*EXERCISE INSTRUCTIONS*. A single number is wanted: how many lines of the data below include the string "ServerConfig"?

===== GIVEN INFORMATION

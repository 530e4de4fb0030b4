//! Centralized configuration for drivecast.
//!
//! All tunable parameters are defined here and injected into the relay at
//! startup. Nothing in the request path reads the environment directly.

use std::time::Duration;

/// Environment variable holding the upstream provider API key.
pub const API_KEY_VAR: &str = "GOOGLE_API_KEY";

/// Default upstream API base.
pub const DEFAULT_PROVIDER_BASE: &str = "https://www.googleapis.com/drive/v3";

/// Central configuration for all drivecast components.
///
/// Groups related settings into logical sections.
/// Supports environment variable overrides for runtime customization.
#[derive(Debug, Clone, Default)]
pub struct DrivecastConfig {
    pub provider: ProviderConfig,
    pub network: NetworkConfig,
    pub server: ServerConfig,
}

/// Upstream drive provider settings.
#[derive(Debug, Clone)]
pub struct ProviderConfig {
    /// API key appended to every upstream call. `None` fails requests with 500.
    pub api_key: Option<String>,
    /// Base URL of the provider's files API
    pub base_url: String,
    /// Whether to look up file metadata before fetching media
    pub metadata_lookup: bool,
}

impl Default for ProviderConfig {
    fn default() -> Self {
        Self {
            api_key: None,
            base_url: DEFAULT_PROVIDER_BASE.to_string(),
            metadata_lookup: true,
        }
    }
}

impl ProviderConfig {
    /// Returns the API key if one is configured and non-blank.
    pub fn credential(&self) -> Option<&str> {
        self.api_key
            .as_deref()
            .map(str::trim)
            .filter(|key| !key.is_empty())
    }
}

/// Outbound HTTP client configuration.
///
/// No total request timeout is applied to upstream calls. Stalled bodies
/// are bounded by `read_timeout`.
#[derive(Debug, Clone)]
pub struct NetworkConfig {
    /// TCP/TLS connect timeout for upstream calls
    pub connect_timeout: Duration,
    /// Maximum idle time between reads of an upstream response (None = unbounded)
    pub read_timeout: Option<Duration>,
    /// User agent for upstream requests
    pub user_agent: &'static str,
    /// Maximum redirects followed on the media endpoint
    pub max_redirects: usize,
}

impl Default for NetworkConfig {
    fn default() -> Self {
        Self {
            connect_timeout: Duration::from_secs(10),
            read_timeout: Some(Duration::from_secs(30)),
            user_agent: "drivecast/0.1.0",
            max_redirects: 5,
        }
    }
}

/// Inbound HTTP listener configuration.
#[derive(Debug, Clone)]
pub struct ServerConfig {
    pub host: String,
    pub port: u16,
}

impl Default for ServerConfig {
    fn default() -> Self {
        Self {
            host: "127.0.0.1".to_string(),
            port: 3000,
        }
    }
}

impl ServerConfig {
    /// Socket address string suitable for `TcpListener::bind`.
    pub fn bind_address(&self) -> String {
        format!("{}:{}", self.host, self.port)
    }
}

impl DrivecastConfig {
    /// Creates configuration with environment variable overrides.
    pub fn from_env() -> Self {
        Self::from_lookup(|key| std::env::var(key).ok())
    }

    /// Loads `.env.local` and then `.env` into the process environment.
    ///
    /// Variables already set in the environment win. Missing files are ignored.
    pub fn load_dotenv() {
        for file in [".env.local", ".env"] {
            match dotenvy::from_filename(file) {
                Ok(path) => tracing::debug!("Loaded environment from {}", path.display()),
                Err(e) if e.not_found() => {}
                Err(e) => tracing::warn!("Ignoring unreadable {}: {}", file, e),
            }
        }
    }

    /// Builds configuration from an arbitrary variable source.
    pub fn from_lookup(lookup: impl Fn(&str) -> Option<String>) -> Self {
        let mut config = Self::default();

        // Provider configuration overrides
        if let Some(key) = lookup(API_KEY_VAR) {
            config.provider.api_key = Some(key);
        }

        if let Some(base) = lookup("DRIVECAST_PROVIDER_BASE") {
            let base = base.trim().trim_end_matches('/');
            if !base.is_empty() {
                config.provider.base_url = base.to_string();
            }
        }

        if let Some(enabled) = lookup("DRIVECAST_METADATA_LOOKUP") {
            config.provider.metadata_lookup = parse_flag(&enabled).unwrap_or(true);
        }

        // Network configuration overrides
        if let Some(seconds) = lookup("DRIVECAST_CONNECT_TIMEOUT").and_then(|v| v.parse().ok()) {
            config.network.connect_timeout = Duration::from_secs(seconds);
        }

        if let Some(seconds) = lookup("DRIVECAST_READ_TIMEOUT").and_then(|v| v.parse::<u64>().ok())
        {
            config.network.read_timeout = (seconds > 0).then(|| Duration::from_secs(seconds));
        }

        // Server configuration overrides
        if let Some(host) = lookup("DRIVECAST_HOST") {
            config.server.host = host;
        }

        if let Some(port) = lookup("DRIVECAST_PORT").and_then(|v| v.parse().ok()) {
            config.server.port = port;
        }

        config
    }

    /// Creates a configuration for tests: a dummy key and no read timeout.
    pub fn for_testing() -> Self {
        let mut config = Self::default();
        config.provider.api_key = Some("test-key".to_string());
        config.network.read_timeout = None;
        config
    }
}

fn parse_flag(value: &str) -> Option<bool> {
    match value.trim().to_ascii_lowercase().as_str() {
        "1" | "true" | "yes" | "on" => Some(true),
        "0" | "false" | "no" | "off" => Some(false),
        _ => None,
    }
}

==========

*SOLVED EXERCISE*. 4